RECORD SET:
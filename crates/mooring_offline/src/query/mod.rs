//! Offline query evaluation.
//!
//! Queries run against the rows of the local datastore (optionally limited
//! to one pin) in four steps:
//!
//! 1. validate the constraint tree, so malformed queries fail up front
//! 2. filter candidates on visibility and constraints
//! 3. sort (distance to a `$nearSphere` point first, then order keys)
//! 4. apply skip and limit, then load includes for the survivors

mod include;
mod matcher;
mod sort;

use crate::datastore::LocalDatastore;
use mooring_core::{AccessContext, MooringResult, QueryState, SyncObject};
use std::sync::Arc;

/// Evaluates queries against a [`LocalDatastore`] on behalf of one acting
/// user.
pub struct OfflineQueryEngine<'a> {
    store: &'a LocalDatastore,
    access: &'a AccessContext,
}

impl<'a> OfflineQueryEngine<'a> {
    /// Creates an engine reading `store` as `access`.
    pub fn new(store: &'a LocalDatastore, access: &'a AccessContext) -> Self {
        Self { store, access }
    }

    fn is_live(object: &SyncObject) -> bool {
        !object.is_deleted() && object.deleting_eventually_count() == 0
    }

    /// Filters and sorts `candidates` without skip, limit or includes.
    fn matching(
        &self,
        query: &QueryState,
        candidates: Vec<Arc<SyncObject>>,
    ) -> MooringResult<Vec<Arc<SyncObject>>> {
        matcher::validate_query(query)?;
        let matcher = matcher::Matcher::new(self.store, self.access);
        let mut results = Vec::new();
        for candidate in candidates {
            if Self::is_live(&candidate) && matcher.matches_query(query, &candidate)? {
                results.push(candidate);
            }
        }
        sort::sort_objects(&matcher, query, &mut results)?;
        Ok(results)
    }

    /// Runs `query` over the objects of its class in the local datastore,
    /// or over the pin the query names.
    ///
    /// # Errors
    ///
    /// - [`mooring_core::MooringError::InvalidQuery`] for an unsupported
    ///   operator, regex option, geo box or sort key
    /// - [`mooring_core::MooringError::IllegalArgument`] for incomparable
    ///   values or a mixed `$all` list
    /// - [`mooring_core::MooringError::IllegalState`] for an include path
    ///   reaching a non-pointer
    pub fn find(&self, query: &QueryState) -> MooringResult<Vec<Arc<SyncObject>>> {
        let candidates = self
            .store
            .objects_of_class(query.class_name(), query.pin_name())?;
        self.find_in(query, candidates)
    }

    /// Runs `query` over in-memory `candidates`.
    ///
    /// # Errors
    ///
    /// As [`OfflineQueryEngine::find`].
    pub fn find_in(
        &self,
        query: &QueryState,
        candidates: Vec<Arc<SyncObject>>,
    ) -> MooringResult<Vec<Arc<SyncObject>>> {
        let results = self.matching(query, candidates)?;
        let limit = query.limit().unwrap_or(usize::MAX);
        let page: Vec<Arc<SyncObject>> = results
            .into_iter()
            .skip(query.skip())
            .take(limit)
            .collect();
        for object in &page {
            for path in query.include() {
                include::fetch_include(self.store, object, path)?;
            }
        }
        tracing::debug!(
            class = query.class_name(),
            pin = query.pin_name(),
            results = page.len(),
            "offline query evaluated"
        );
        Ok(page)
    }

    /// Number of matching objects, ignoring skip and limit.
    ///
    /// # Errors
    ///
    /// As [`OfflineQueryEngine::find`].
    pub fn count(&self, query: &QueryState) -> MooringResult<usize> {
        let candidates = self
            .store
            .objects_of_class(query.class_name(), query.pin_name())?;
        Ok(self.matching(query, candidates)?.len())
    }

    /// Whether `object` is visible and satisfies `query`.
    ///
    /// # Errors
    ///
    /// As [`OfflineQueryEngine::find`].
    pub fn matches(&self, query: &QueryState, object: &SyncObject) -> MooringResult<bool> {
        matcher::validate_query(query)?;
        matcher::Matcher::new(self.store, self.access).matches_query(query, object)
    }
}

REQUIRED WORK:
In the records above, find every line containing the word "matching" and show it.

PROBLEM SOLUTION:
    fn matching(
        let results = self.matching(query, candidates)?;
    /// Number of matching objects, ignoring skip and limit.
        Ok(self.matching(query, candidates)?.len())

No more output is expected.